Visionaries that drive change can be hard to work with; but so what? Bet on them.

He was clearly a visionary that could envision new markets before others and could come up with devices that we love but had no idea we needed. But he was also an individual with many character flaws: a narcissistic ego, lacking empathy, with almost complete disregard for others’ feelings, mercurial and unpredictable personality, even while we sense a sensitive soul that has a passion for life with a meaning. How do we reconcile a hero to many consumers who changed their lives with the character flaws of Jobs the individual?

We all want our heros to also be moral and pure and flawless and angelic. The reality is that most of the times they are not. And sometimes in business it takes someone with an obsessive personality intent on realizing a singular vision to change the world. As venture investors, this is something we deal with all the time. We meet brilliant people who sometimes lack the social graces that might ingratiate them to others. Yet the reality is that sometimes you need people like that to push a vision to reality. Brilliant people can sometimes be mercurial.

There is always a debate in our business: are you betting on the jockey or the horse. Is it the market and the idea you believe in or is it a bet on the founder who will make it happen? In reality it is a little bit of both, but our team believes that ultimately it is a bet on people, especially at the early stage. The trick is to figure out who has the personality and drive to make it happen. Give him the straps and hold on for the ride.

Figuring out what it takes is hard though. I am sure the board at Apple wrestled hard with the decision to back Sculley instead of Jobs in the mid-eighties, a decision that ultimately pushed Jobs out of the company. Would Jobs have been ready to take the reign and make Apple super-successful in the mid-eighties? Who knows?

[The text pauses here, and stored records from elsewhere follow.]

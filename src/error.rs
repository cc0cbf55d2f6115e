use thiserror::Error;

/// Errors that can occur while reading observed events from a stream
#[derive(Error, Debug)]
pub enum CollectorError {
    #[error("Failed to parse event: {0}")]
    ParseError(String),

    #[error("IO error: {0}")]
    IoError(#[from] std::io::Error),
}

/// Errors that can occur when loading the behavioral specification
///
/// Every variant is fatal: the observer never runs against a partially
/// loaded specification.
#[derive(Error, Debug)]
pub enum SpecError {
    #[error("Failed to read specification file: {0}")]
    ReadError(String),

    #[error("Failed to parse specification: {0}")]
    ParseError(String),

    #[error("Module '{module}' declares no states")]
    NoStates { module: String },

    #[error("Module '{module}' references undefined state '{state}' in {context}")]
    UndefinedState {
        module: String,
        state: String,
        context: String,
    },

    #[error("Module '{module}' has malformed writes key '{key}' (expected \"from->to\")")]
    MalformedWriteKey { module: String, key: String },

    #[error("Module '{module}' declares writes for undeclared transition {from} -> {to}")]
    UndeclaredTransition {
        module: String,
        from: String,
        to: String,
    },

    #[error("Module '{module}' overrides severity for unknown category '{category}'")]
    UnknownCategory { module: String, category: String },

    #[error("Module '{module}' has invalid SLA: {reason}")]
    InvalidSla { module: String, reason: String },
}

/// Errors that can occur when sending alerts
#[derive(Error, Debug)]
pub enum AlertError {
    #[error("Failed to send notification: {0}")]
    NotificationFailed(String),

    #[error("Notification timed out after {0} seconds")]
    Timeout(u64),

    #[error("HTTP error: {0}")]
    HttpError(#[from] reqwest::Error),

    #[error("IO error: {0}")]
    IoError(#[from] std::io::Error),
}

/// Errors that can occur during configuration loading
#[derive(Error, Debug)]
pub enum ConfigError {
    #[error("Failed to read config file: {0}")]
    ReadError(String),

    #[error("Failed to parse config: {0}")]
    ParseError(String),

    #[error("Invalid configuration value: {0}")]
    ValidationError(String),

    #[error("IO error: {0}")]
    IoError(#[from] std::io::Error),

    #[error("TOML parse error: {0}")]
    TomlError(#[from] toml::de::Error),
}
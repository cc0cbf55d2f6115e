/// Behavioral specification loading and lookup
pub mod document;
pub mod registry;

pub use document::SpecDocument;
pub use registry::{Sla, SpecFormat, SpecRegistry};
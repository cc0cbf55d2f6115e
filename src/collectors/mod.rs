/// JSON-lines event input
pub mod event_reader;

pub use event_reader::{EventReader, EventRecord, ReadStats};
//! Repository for Caddyfile import sessions.

use sqlx::PgPool;
use uuid::Uuid;
use gatehouse_core::import_session::SessionStatus;
use gatehouse_core::types::{DbId, Timestamp};

use crate::models::import_session::{CommitRecord, CreateImportSession, ImportSession};

/// Column list for `import_sessions`.
const COLUMNS: &str = "id, uuid, source_file, status_id, parsed_data, conflict_report, \
     user_resolutions, error_msg, created_at, updated_at, committed_at";

fn open_status_ids() -> Vec<DbId> {
    SessionStatus::OPEN.iter().map(|s| s.id()).collect()
}

/// Provides CRUD and state-transition operations for import sessions.
pub struct ImportSessionRepo;

impl ImportSessionRepo {
    /// Insert a session row. A `committed` status also stamps `committed_at`.
    pub async fn create(
        pool: &PgPool,
        input: &CreateImportSession,
    ) -> Result<ImportSession, sqlx::Error> {
        let sql = format!(
            "INSERT INTO import_sessions \
                (uuid, source_file, status_id, parsed_data, conflict_report, \
                 user_resolutions, error_msg, committed_at) \
             VALUES ($1, $2, $3, $4, $5, $6, $7, \
                CASE WHEN $3 = {committed} THEN NOW() ELSE NULL END) \
             RETURNING {COLUMNS}",
            committed = SessionStatus::Committed.id(),
        );
        sqlx::query_as::<_, ImportSession>(&sql)
            .bind(input.uuid)
            .bind(&input.source_file)
            .bind(input.status.id())
            .bind(&input.parsed_data)
            .bind(&input.conflict_report)
            .bind(&input.user_resolutions)
            .bind(&input.error_msg)
            .fetch_one(pool)
            .await
    }

    pub async fn find_by_uuid(
        pool: &PgPool,
        uuid: Uuid,
    ) -> Result<Option<ImportSession>, sqlx::Error> {
        let sql = format!("SELECT {COLUMNS} FROM import_sessions WHERE uuid = $1");
        sqlx::query_as::<_, ImportSession>(&sql)
            .bind(uuid)
            .fetch_optional(pool)
            .await
    }

    /// The most recent pending/reviewing session, if any.
    pub async fn find_open(pool: &PgPool) -> Result<Option<ImportSession>, sqlx::Error> {
        let sql = format!(
            "SELECT {COLUMNS} FROM import_sessions \
             WHERE status_id = ANY($1) \
             ORDER BY created_at DESC, id DESC LIMIT 1"
        );
        sqlx::query_as::<_, ImportSession>(&sql)
            .bind(open_status_ids())
            .fetch_optional(pool)
            .await
    }

    /// Commit time of the latest committed session for a source file.
    pub async fn latest_committed_at(
        pool: &PgPool,
        source_file: &str,
    ) -> Result<Option<Timestamp>, sqlx::Error> {
        sqlx::query_scalar::<_, Option<Timestamp>>(
            "SELECT MAX(committed_at) FROM import_sessions \
             WHERE source_file = $1 AND status_id = $2",
        )
        .bind(source_file)
        .bind(SessionStatus::Committed.id())
        .fetch_one(pool)
        .await
    }

    /// Move a session to `to` only if it is currently in one of `from`.
    ///
    /// This is a single compare-and-set statement, so two concurrent
    /// callers cannot both win. Moving to `committed` stamps
    /// `committed_at`. Returns `None` when the session does not exist or
    /// is in another status.
    pub async fn transition_status(
        pool: &PgPool,
        uuid: Uuid,
        from: &[SessionStatus],
        to: SessionStatus,
    ) -> Result<Option<ImportSession>, sqlx::Error> {
        let sql = format!(
            "UPDATE import_sessions SET \
                status_id = $3, \
                committed_at = CASE WHEN $3 = {committed} THEN NOW() ELSE committed_at END, \
                updated_at = NOW() \
             WHERE uuid = $1 AND status_id = ANY($2) \
             RETURNING {COLUMNS}",
            committed = SessionStatus::Committed.id(),
        );
        let from_ids: Vec<DbId> = from.iter().map(|s| s.id()).collect();
        sqlx::query_as::<_, ImportSession>(&sql)
            .bind(uuid)
            .bind(from_ids)
            .bind(to.id())
            .fetch_optional(pool)
            .await
    }

    /// Store the outcome of a commit on an already-committed session.
    pub async fn record_commit(
        pool: &PgPool,
        uuid: Uuid,
        record: &CommitRecord,
    ) -> Result<Option<ImportSession>, sqlx::Error> {
        let sql = format!(
            "UPDATE import_sessions SET \
                parsed_data = $2, conflict_report = $3, user_resolutions = $4, \
                error_msg = $5, updated_at = NOW() \
             WHERE uuid = $1 \
             RETURNING {COLUMNS}"
        );
        sqlx::query_as::<_, ImportSession>(&sql)
            .bind(uuid)
            .bind(&record.parsed_data)
            .bind(&record.conflict_report)
            .bind(&record.user_resolutions)
            .bind(&record.error_msg)
            .fetch_optional(pool)
            .await
    }

    /// Mark every open session for a source file as `abandoned`.
    pub async fn abandon_open_for_source(
        pool: &PgPool,
        source_file: &str,
    ) -> Result<u64, sqlx::Error> {
        let result = sqlx::query(
            "UPDATE import_sessions SET status_id = $3, updated_at = NOW() \
             WHERE source_file = $1 AND status_id = ANY($2)",
        )
        .bind(source_file)
        .bind(open_status_ids())
        .bind(SessionStatus::Abandoned.id())
        .execute(pool)
        .await?;
        Ok(result.rows_affected())
    }
}
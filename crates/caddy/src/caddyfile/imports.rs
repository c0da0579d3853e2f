//! `import` directive and snippet expansion.
//!
//! Expansion happens on the token stream before block parsing. An
//! `import` line is replaced by the tokens of the named snippet or, if no
//! snippet has that name, by the tokens of every file matching the glob
//! (resolved relative to the importing file). Imported files must stay
//! inside the directory tree of the root file.

use std::collections::HashMap;
use std::path::{Path, PathBuf};

use super::lexer::{tokenize, Token};
use super::CaddyfileError;

/// Maximum nesting of imports (files and snippets) before giving up.
pub const MAX_IMPORT_DEPTH: usize = 10;

pub(crate) struct Expander {
    /// Directory tree imports may not leave (canonicalized).
    root_dir: PathBuf,
    /// File table indexed by `Token::file`.
    pub files: Vec<PathBuf>,
    snippets: HashMap<String, Vec<Token>>,
    /// Files currently being expanded, for cycle detection.
    stack: Vec<PathBuf>,
    pub errors: Vec<String>,
}

impl Expander {
    pub fn new(root_dir: PathBuf) -> Self {
        Self {
            root_dir,
            files: Vec::new(),
            snippets: HashMap::new(),
            stack: Vec::new(),
            errors: Vec::new(),
        }
    }

    /// Tokenize `src` (the contents of `path`) and expand its imports.
    pub fn expand_source(&mut self, src: &str, path: &Path) -> Result<Vec<Token>, CaddyfileError> {
        let idx = self.files.len();
        self.files.push(path.to_path_buf());
        let tokens = tokenize(src, idx, path)?;

        let canonical = path.canonicalize().unwrap_or_else(|_| path.to_path_buf());
        self.stack.push(canonical);
        let dir = path.parent().map(Path::to_path_buf).unwrap_or_default();
        let expanded = self.expand(tokens, &dir, 0, true);
        self.stack.pop();
        expanded
    }

    fn expand(
        &mut self,
        tokens: Vec<Token>,
        dir: &Path,
        depth: usize,
        at_top: bool,
    ) -> Result<Vec<Token>, CaddyfileError> {
        let mut out = Vec::with_capacity(tokens.len());
        let mut nesting = 0usize;
        let mut i = 0;

        while i < tokens.len() {
            let tok = &tokens[i];
            let line_start = i == 0 || !tokens[i - 1].same_line(tok);
            let top = at_top && nesting == 0;

            if top && line_start && is_snippet_name(tok) && tokens.get(i + 1).is_some_and(Token::is_open) {
                let close = matching_close(&tokens, i + 1).ok_or_else(|| self.syntax(tok, "unclosed snippet"))?;
                let name = tok.text[1..tok.text.len() - 1].to_string();
                self.snippets.insert(name, tokens[i + 2..close].to_vec());
                i = close + 1;
                continue;
            }

            if line_start && !tok.quoted && tok.text == "import" {
                let mut end = i + 1;
                while end < tokens.len() && tokens[end].same_line(tok) && !tokens[end].is_open() {
                    end += 1;
                }
                let Some(pattern) = tokens.get(i + 1).filter(|_| end > i + 1) else {
                    return Err(self.syntax(tok, "import requires a file pattern or snippet name"));
                };
                let imported = self.import(&pattern.text, tok, dir, depth, top)?;
                out.extend(imported);
                i = end;
                continue;
            }

            if tok.is_open() {
                nesting += 1;
            } else if tok.is_close() {
                nesting = nesting.saturating_sub(1);
            }
            out.push(tok.clone());
            i += 1;
        }

        Ok(out)
    }

    fn import(
        &mut self,
        pattern: &str,
        at: &Token,
        dir: &Path,
        depth: usize,
        at_top: bool,
    ) -> Result<Vec<Token>, CaddyfileError> {
        if depth >= MAX_IMPORT_DEPTH {
            self.errors.push(format!(
                "{}: import '{pattern}' exceeds maximum import depth of {MAX_IMPORT_DEPTH}",
                self.location(at)
            ));
            return Ok(Vec::new());
        }

        if let Some(body) = self.snippets.get(pattern).cloned() {
            return self.expand(body, dir, depth + 1, at_top);
        }

        let mut out = Vec::new();
        for file in self.resolve_glob(pattern, at, dir) {
            if self.stack.contains(&file) {
                self.errors.push(format!(
                    "{}: import cycle detected through {}",
                    self.location(at),
                    file.display()
                ));
                continue;
            }
            let src = match std::fs::read_to_string(&file) {
                Ok(src) => src,
                Err(e) => {
                    self.errors.push(format!(
                        "{}: failed to read imported file {}: {e}",
                        self.location(at),
                        file.display()
                    ));
                    continue;
                }
            };

            let idx = self.files.len();
            self.files.push(file.clone());
            let tokens = tokenize(&src, idx, &file)?;
            let file_dir = file.parent().map(Path::to_path_buf).unwrap_or_default();

            self.stack.push(file);
            let expanded = self.expand(tokens, &file_dir, depth + 1, at_top);
            self.stack.pop();
            out.extend(expanded?);
        }
        Ok(out)
    }

    /// Sorted, canonical file matches for an import glob. Problems are
    /// recorded in `errors` and yield no files.
    fn resolve_glob(&mut self, pattern: &str, at: &Token, dir: &Path) -> Vec<PathBuf> {
        let full = if Path::new(pattern).is_absolute() {
            PathBuf::from(pattern)
        } else {
            dir.join(pattern)
        };
        let entries = match glob::glob(&full.to_string_lossy()) {
            Ok(entries) => entries,
            Err(e) => {
                self.errors.push(format!(
                    "{}: invalid import pattern '{pattern}': {e}",
                    self.location(at)
                ));
                return Vec::new();
            }
        };

        let mut files = Vec::new();
        let mut rejected = false;
        for entry in entries {
            let Ok(path) = entry else { continue };
            if !path.is_file() {
                continue;
            }
            let canonical = match path.canonicalize() {
                Ok(p) => p,
                Err(_) => continue,
            };
            if !canonical.starts_with(&self.root_dir) {
                self.errors.push(format!(
                    "{}: import '{}' is outside the configuration directory and was ignored",
                    self.location(at),
                    path.display()
                ));
                rejected = true;
                continue;
            }
            files.push(canonical);
        }
        files.sort();
        files.dedup();

        if files.is_empty() && !rejected {
            self.errors.push(format!(
                "{}: import '{pattern}' matched no files",
                self.location(at)
            ));
        }
        files
    }

    pub fn location(&self, tok: &Token) -> String {
        let file = self
            .files
            .get(tok.file)
            .map(|p| p.display().to_string())
            .unwrap_or_default();
        format!("{file}:{}", tok.line)
    }

    fn syntax(&self, tok: &Token, message: &str) -> CaddyfileError {
        CaddyfileError::Syntax {
            file: self
                .files
                .get(tok.file)
                .map(|p| p.display().to_string())
                .unwrap_or_default(),
            line: tok.line,
            message: message.to_string(),
        }
    }
}

fn is_snippet_name(tok: &Token) -> bool {
    !tok.quoted && tok.text.len() > 2 && tok.text.starts_with('(') && tok.text.ends_with(')')
}

/// Index of the `}` closing the `{` at `open`.
fn matching_close(tokens: &[Token], open: usize) -> Option<usize> {
    let mut depth = 0usize;
    for (idx, tok) in tokens.iter().enumerate().skip(open) {
        if tok.is_open() {
            depth += 1;
        } else if tok.is_close() {
            depth -= 1;
            if depth == 0 {
                return Some(idx);
            }
        }
    }
    None
}
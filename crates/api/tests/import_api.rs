//! HTTP-level tests for the `/import` endpoints.

mod common;

use axum::http::{Method, StatusCode};
use common::{body_json, build_test_app, delete, get, post_json, send, TestApp};
use gatehouse_db::models::proxy_host::CreateProxyHost;
use gatehouse_pipeline::store::ProxyHostStore;
use serde_json::json;

const TWO_SITES: &str = "a.com {\n  reverse_proxy app-a:3000\n}\nb.com {\n  reverse_proxy app-b:4000\n}\n";

async fn seed_host(app: &TestApp, domain: &str) {
    let dto: CreateProxyHost = serde_json::from_value(json!({
        "domain_names": domain,
        "name": "Existing",
        "forward_host": "old",
        "forward_port": 80,
    }))
    .unwrap();
    app.hosts.create(&dto).await.unwrap();
}

async fn upload(app: &TestApp, content: &str) -> serde_json::Value {
    let response = post_json(app, "/api/v1/import/upload", json!({ "content": content })).await;
    assert_eq!(response.status(), StatusCode::OK);
    body_json(response).await
}

#[tokio::test]
async fn status_without_pending_import() {
    let app = build_test_app();
    let response = get(&app, "/api/v1/import/status").await;
    assert_eq!(response.status(), StatusCode::OK);
    let json = body_json(response).await;
    assert_eq!(json["data"]["has_pending"], false);
}

#[tokio::test]
async fn upload_returns_preview_with_conflicts() {
    let app = build_test_app();
    seed_host(&app, "example.com").await;

    let json = upload(&app, "example.com").await;
    let data = &json["data"];
    assert_eq!(data["session"]["status"], "transient");
    assert_eq!(data["preview"]["hosts"][0]["domain_names"], "example.com");
    assert_eq!(data["preview"]["conflicts"], json!(["example.com"]));
    assert_eq!(
        data["conflict_details"]["example.com"]["existing"]["forward_host"],
        "old"
    );
}

#[tokio::test]
async fn empty_upload_is_validation_error() {
    let app = build_test_app();
    let response = post_json(&app, "/api/v1/import/upload", json!({ "content": "" })).await;
    assert_eq!(response.status(), StatusCode::BAD_REQUEST);
    assert_eq!(body_json(response).await["code"], "VALIDATION_ERROR");
}

#[tokio::test]
async fn multi_upload_flattens_imported_sites() {
    let app = build_test_app();
    let response = post_json(
        &app,
        "/api/v1/import/upload-multi",
        json!({ "files": [
            { "filename": "Caddyfile", "content": "import sites/*\n" },
            { "filename": "sites/site1", "content": "site1.com" },
            { "filename": "sites/site2", "content": "site2.com" },
        ]}),
    )
    .await;
    assert_eq!(response.status(), StatusCode::OK);

    let json = body_json(response).await;
    assert_eq!(json["data"]["session"]["status"], "transient");
    assert_eq!(json["data"]["preview"]["hosts"].as_array().unwrap().len(), 2);
}

#[tokio::test]
async fn multi_upload_rejects_traversal() {
    let app = build_test_app();
    let response = post_json(
        &app,
        "/api/v1/import/upload-multi",
        json!({ "files": [
            { "filename": "Caddyfile", "content": "a.com" },
            { "filename": "../outside", "content": "b.com" },
        ]}),
    )
    .await;
    assert_eq!(response.status(), StatusCode::BAD_REQUEST);
    assert!(!app.dir.path().join("outside").exists());
}

#[tokio::test]
async fn detect_imports_lists_import_targets() {
    let app = build_test_app();
    let response = post_json(
        &app,
        "/api/v1/import/detect-imports",
        json!({ "content": "# import ignored\nimport sites/*.caddy\n" }),
    )
    .await;
    let json = body_json(response).await;
    assert_eq!(json["data"]["has_imports"], true);
    assert_eq!(json["data"]["imports"], json!(["sites/*.caddy"]));
}

#[tokio::test]
async fn commit_creates_hosts_then_second_commit_is_404() {
    let app = build_test_app();
    let uploaded = upload(&app, TWO_SITES).await;
    let session_uuid = uploaded["data"]["session"]["uuid"].as_str().unwrap().to_string();

    let body = json!({
        "session_uuid": session_uuid,
        "resolutions": { "b.com": "skip" },
        "names": { "a.com": "Shop" },
    });
    let response = post_json(&app, "/api/v1/import/commit", body.clone()).await;
    assert_eq!(response.status(), StatusCode::OK);
    let json = body_json(response).await;
    assert_eq!(json["data"]["created"], 1);
    assert_eq!(json["data"]["skipped"], 1);
    assert_eq!(app.applier.push_count(), 1);

    let hosts = body_json(get(&app, "/api/v1/proxy-hosts").await).await;
    assert_eq!(hosts["data"][0]["name"], "Shop");

    let again = post_json(&app, "/api/v1/import/commit", body).await;
    assert_eq!(again.status(), StatusCode::NOT_FOUND);
}

#[tokio::test]
async fn commit_with_malformed_session_uuid_is_400() {
    let app = build_test_app();
    let response = post_json(
        &app,
        "/api/v1/import/commit",
        json!({ "session_uuid": "../../etc/passwd" }),
    )
    .await;
    assert_eq!(response.status(), StatusCode::BAD_REQUEST);
    assert_eq!(body_json(response).await["code"], "BAD_REQUEST");
}

#[tokio::test]
async fn preview_with_malformed_session_uuid_is_400() {
    let app = build_test_app();
    let response = get(&app, "/api/v1/import/preview?session_uuid=not-a-uuid").await;
    assert_eq!(response.status(), StatusCode::BAD_REQUEST);
}

#[tokio::test]
async fn cancel_discards_upload() {
    let app = build_test_app();
    let uploaded = upload(&app, TWO_SITES).await;
    let session_uuid = uploaded["data"]["session"]["uuid"].as_str().unwrap().to_string();

    let uri = format!("/api/v1/import/cancel?session_uuid={session_uuid}");
    assert_eq!(delete(&app, &uri).await.status(), StatusCode::NO_CONTENT);
    assert_eq!(delete(&app, &uri).await.status(), StatusCode::NOT_FOUND);

    let preview = get(&app, &format!("/api/v1/import/preview?session_uuid={session_uuid}")).await;
    assert_eq!(preview.status(), StatusCode::NOT_FOUND);
}

#[tokio::test]
async fn cancel_without_session_uuid_is_400() {
    let app = build_test_app();
    let response = delete(&app, "/api/v1/import/cancel").await;
    assert_eq!(response.status(), StatusCode::BAD_REQUEST);
}

#[tokio::test]
async fn commit_without_session_uuid_is_400() {
    let app = build_test_app();
    let response = post_json(&app, "/api/v1/import/commit", json!({})).await;
    assert_eq!(response.status(), StatusCode::BAD_REQUEST);
    assert_eq!(body_json(response).await["code"], "BAD_REQUEST");
}

#[tokio::test]
async fn detect_imports_with_non_string_content_is_400() {
    let app = build_test_app();
    let response = post_json(&app, "/api/v1/import/detect-imports", json!({ "content": 5 })).await;
    assert_eq!(response.status(), StatusCode::BAD_REQUEST);
    assert_eq!(body_json(response).await["code"], "BAD_REQUEST");
}

#[tokio::test]
async fn upload_without_content_is_400() {
    let app = build_test_app();
    let response = post_json(&app, "/api/v1/import/upload", json!({})).await;
    assert_eq!(response.status(), StatusCode::BAD_REQUEST);
    assert_eq!(body_json(response).await["code"], "BAD_REQUEST");

    let response = send(&app, Method::POST, "/api/v1/import/upload", None).await;
    assert_eq!(response.status(), StatusCode::BAD_REQUEST);
    assert_eq!(body_json(response).await["code"], "BAD_REQUEST");
}

#[tokio::test]
async fn commit_of_upload_broken_on_disk_is_500_and_retryable() {
    let app = build_test_app();
    let response = post_json(
        &app,
        "/api/v1/import/upload-multi",
        json!({ "files": [
            { "filename": "Caddyfile", "content": "import sites/*\n" },
            { "filename": "sites/a", "content": "a.com {\n  reverse_proxy app:80\n}\n" },
        ]}),
    )
    .await;
    assert_eq!(response.status(), StatusCode::OK);
    let session_uuid = body_json(response).await["data"]["session"]["uuid"]
        .as_str()
        .unwrap()
        .to_string();
    let site = app
        .dir
        .path()
        .join("imports/uploads")
        .join(&session_uuid)
        .join("sites/a");

    std::fs::write(&site, "a.com {\n").unwrap();
    let body = json!({ "session_uuid": session_uuid });
    let response = post_json(&app, "/api/v1/import/commit", body.clone()).await;
    assert_eq!(response.status(), StatusCode::INTERNAL_SERVER_ERROR);
    let json = body_json(response).await;
    assert_eq!(json["code"], "PARSE_ERROR");
    let dir = app.dir.path().display().to_string();
    assert!(!json["error"].as_str().unwrap().contains(&dir));

    std::fs::write(&site, "a.com {\n  reverse_proxy app:80\n}\n").unwrap();
    let response = post_json(&app, "/api/v1/import/commit", body).await;
    assert_eq!(response.status(), StatusCode::OK);
    assert_eq!(body_json(response).await["data"]["created"], 1);
    assert!(!app.dir.path().join("imports/uploads").join(&session_uuid).exists());
}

The biography hints, however, that leaving Apple helped him mature. I would contend that the initial failure of Next and success of Pixar trained him to be a better manager.

Details matter

At the same time, Jobs was not just a visionary. He was someone who could execute. He knew how to recruit A players and knew the importance of attention to detail. I learned a lot from that. I would bet he paid more attention to details (some of them seemingly insignificant) that any other CEO in history. But he understood, something that Mike Markkula (the first marketing exec at Apple) had taught him. The product has to “impute” its qualities to the consumer. The details are important; they are the signals that tell a story to the consumer: about how well the product was built. Do you remember opening the iphone box? Even the box is high quality paper. It signals that it contains something valuable.

Focus and simplicity

Another thing that stood out is Jobs’ ability to focus the company on doing a few things well. When he got back to running Apple in the late ’90s he cut hundreds of projects and focused the company on doing a handful or products really well (“insanely great”). He also focused intently on making the products simpler to use? Why do you think there is almost no manuals for the products Apple sells? This allowed the company to focus its resources on executing on the things that matter to the consumer.

Ohh, and one more thing…

He had an amazing ability to think uninhibited by commonly accepted business conventions or norms and do what he thought made sense for the consumer. Everybody thought Apple was crazy to enter the competitive cell phone market yet now takes 75% of all mobile phone industry profits. Everyone thought Apple was crazy to enter the retail market by opening the Apple stores, yet now Apple stores post the highest retail sales number per square foot than any other stores, ahead of Tiffany’s. Jobs is in the same league as Alfred Sloan in driving business decisions based on what best makes sense to serve the customer.